Have an interesting or innovative solution for real-world issues or a knack for turning technology into something that makes life easier? Then perhaps Infosys Foundation USA’s Infy Maker Contest is for you. The contest, which began last month, invites student and adult Makers alike to design projects that use technology to provide an innovative solution to problems in any number of areas. These include energy, health/medical, robotics, education, social change, AI, electronics, and more.

The contest is geared toward underrepresented communities such as people of color and students in non-affluent school districts in an effort to give them the same opportunities as other more affluent schools. However, any student between the ages of 9 and 18 is encouraged to apply. Infosys’ contest is one of the largest Maker Awards programs ($1 million) in the US and is backed by the White House under President Obama’s Maker Initiative and STEM (Science Technology Engineering and Math) program, which is being implemented in schools all over the country.

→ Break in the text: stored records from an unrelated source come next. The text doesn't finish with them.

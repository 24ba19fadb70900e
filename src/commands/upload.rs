//! Pulse file upload

use anyhow::{bail, Context, Result};
use chrono::{DateTime, Utc};
use clap::Args;
use std::path::{Path, PathBuf};
use terastore_core::{format_file_size, process_upload_files, UploadBatch, UploadCandidate, UploadFile};
use tracing::{debug, info};

use crate::init::Backend;

#[derive(Args)]
pub struct UploadArgs {
    /// JSON files holding one pulse or an array of pulses
    #[arg(required = true, value_name = "FILE")]
    pub files: Vec<PathBuf>,

    /// Validate only, do not upload
    #[arg(long)]
    pub dry_run: bool,
}

pub async fn run(backend: &Backend, args: UploadArgs, max_file_bytes: u64) -> Result<()> {
    let mut candidates = Vec::with_capacity(args.files.len());
    for path in &args.files {
        candidates.push(read_candidate(path, max_file_bytes).await?);
    }

    let devices = backend
        .client
        .list_devices()
        .await
        .context("Failed to load devices")?;
    let batch = process_upload_files(&[], candidates, &devices, max_file_bytes);
    report_denied(&batch);

    if batch.accepted.is_empty() {
        bail!("No valid files to upload");
    }

    let total: u64 = batch.accepted.iter().map(|f| f.size).sum();
    if args.dry_run {
        println!(
            "{} pulses in {} files ({}) are valid",
            batch.pulses.len(),
            batch.accepted.len(),
            format_file_size(total)
        );
        return Ok(());
    }

    let ids = backend.client.create_pulses(&batch.pulses).await?;
    backend.queries.clear();

    info!(pulses = ids.len(), files = batch.accepted.len(), "Uploaded pulses");
    println!(
        "Uploaded {} pulses from {} files ({})",
        ids.len(),
        batch.accepted.len(),
        format_file_size(total)
    );
    Ok(())
}

// Oversized files are not read; they are denied on size alone.
async fn read_candidate(path: &Path, max_file_bytes: u64) -> Result<UploadCandidate> {
    let metadata = tokio::fs::metadata(path)
        .await
        .with_context(|| format!("Failed to read {}", path.display()))?;
    let name = path
        .file_name()
        .map(|n| n.to_string_lossy().into_owned())
        .unwrap_or_else(|| path.display().to_string());
    let modified = metadata.modified().ok().map(DateTime::<Utc>::from);
    let file = UploadFile::new(name, metadata.len(), modified);

    let content = if file.size > max_file_bytes {
        String::new()
    } else {
        let bytes = tokio::fs::read(path)
            .await
            .with_context(|| format!("Failed to read {}", path.display()))?;
        String::from_utf8_lossy(&bytes).into_owned()
    };

    debug!(file = %file.name, size = file.size, "Read upload candidate");
    Ok(UploadCandidate { file, content })
}

fn report_denied(batch: &UploadBatch) {
    for (file, error) in &batch.denied {
        eprintln!("Could not parse {}: {}", file.name, error);
        if let Some(hint) = error.hint() {
            eprintln!("  hint: {}", hint);
        }
    }
}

Girls and women are also encouraged to participate, since female professionals are severely underrepresented in STEM fields, making up less than 25% of the STEM-related workforce in the U.S.

I had a chance to ask Infosys representative Kaustav Mitra a few questions about the contest and if he thought it would encourage young girls to become interested in STEM and in the Maker community. “Equity and inclusion are part of the charter of Infosys Foundation USA,” says Mitra. “Four of the ten winners of our last cycle were entries led by women. Nothing would make us happier than if young girls were to look at these amazing role models and decide that they too wanted to be scientists and inventors.” He adds that “We truly hope the Infy Maker Awards will attract and inspire entrants from all underrepresented communities.”

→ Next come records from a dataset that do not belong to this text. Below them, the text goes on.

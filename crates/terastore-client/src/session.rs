//! Authentication session

use base64::engine::general_purpose::URL_SAFE_NO_PAD;
use base64::Engine;
use chrono::{DateTime, Utc};
use parking_lot::RwLock;
use serde::Deserialize;
use terastore_core::AuthLevel;

/// Claims carried in the backend's access token.
#[derive(Debug, Clone, PartialEq, Eq, Deserialize)]
pub struct Claims {
    pub sub: String,
    #[serde(default)]
    pub auth_level: Option<AuthLevel>,
    pub exp: i64,
}

impl Claims {
    /// Decode the payload segment of a JWT without verifying its signature.
    pub fn decode(token: &str) -> Option<Self> {
        let payload = token.split('.').nth(1)?;
        let bytes = URL_SAFE_NO_PAD.decode(payload.trim_end_matches('=')).ok()?;
        serde_json::from_slice(&bytes).ok()
    }

    pub fn expires_at(&self) -> Option<DateTime<Utc>> {
        DateTime::from_timestamp(self.exp, 0)
    }
}

/// Bearer token holder shared by a client and its callers.
///
/// The token is set on login, cleared on logout and refreshed lazily by the
/// client when a request finds it empty.
#[derive(Debug, Default)]
pub struct Session {
    token: RwLock<Option<String>>,
}

impl Session {
    pub fn new() -> Self {
        Self::default()
    }

    pub fn with_token(token: impl Into<String>) -> Self {
        Self {
            token: RwLock::new(Some(token.into())),
        }
    }

    pub fn token(&self) -> Option<String> {
        self.token.read().clone()
    }

    pub fn set_token(&self, token: impl Into<String>) {
        *self.token.write() = Some(token.into());
    }

    pub fn clear(&self) {
        *self.token.write() = None;
    }

    pub fn is_authenticated(&self) -> bool {
        self.token.read().is_some()
    }

    pub fn claims(&self) -> Option<Claims> {
        self.token.read().as_deref().and_then(Claims::decode)
    }

    /// Level granted by the current token.
    ///
    /// No token means unauthorized. A token whose claims omit the level
    /// counts as a plain user.
    pub fn auth_level(&self) -> AuthLevel {
        if !self.is_authenticated() {
            return AuthLevel::Unauthorized;
        }
        self.claims()
            .and_then(|c| c.auth_level)
            .unwrap_or(AuthLevel::User)
    }

    /// True when the token's `exp` lies before `now`.
    pub fn is_expired(&self, now: DateTime<Utc>) -> bool {
        self.claims()
            .and_then(|c| c.expires_at())
            .is_some_and(|exp| exp <= now)
    }
}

Of course, since adults are encouraged to apply alongside kids, this raises the question of who will be the better Makers. Mitra’s answer does not disappoint:

Children are Makers by nature, they find great joy in any immersive, creative experience. They bring to the table huge optimism, and fewer constraints, to solve problems in imaginative ways.

He continues, “On the other hand, adult Makers are able to leverage a deeper understanding of complex problems to craft innovative solutions. To that extent, comparing their Maker skills may be a bit of an apples and oranges question. The reason Infosys Foundation USA launched both adult and youth categories in the Infy Maker Awards is that we do not believe creativity and innovation are defined by age but rather by our inherent human instinct to make products and improve lives.”

So what do the winners receive? For students, 25 winners will receive $1,000 and the opportunity for their school to receive a grant of $10,000 to create their own Makerspace. For adults, 10 winners will receive $10,000 in prize money. Those looking to participate can head over to the Infy Maker website, where you can find information on the rules, signup forms, and video entries on past winners. The contest deadline is February 1st.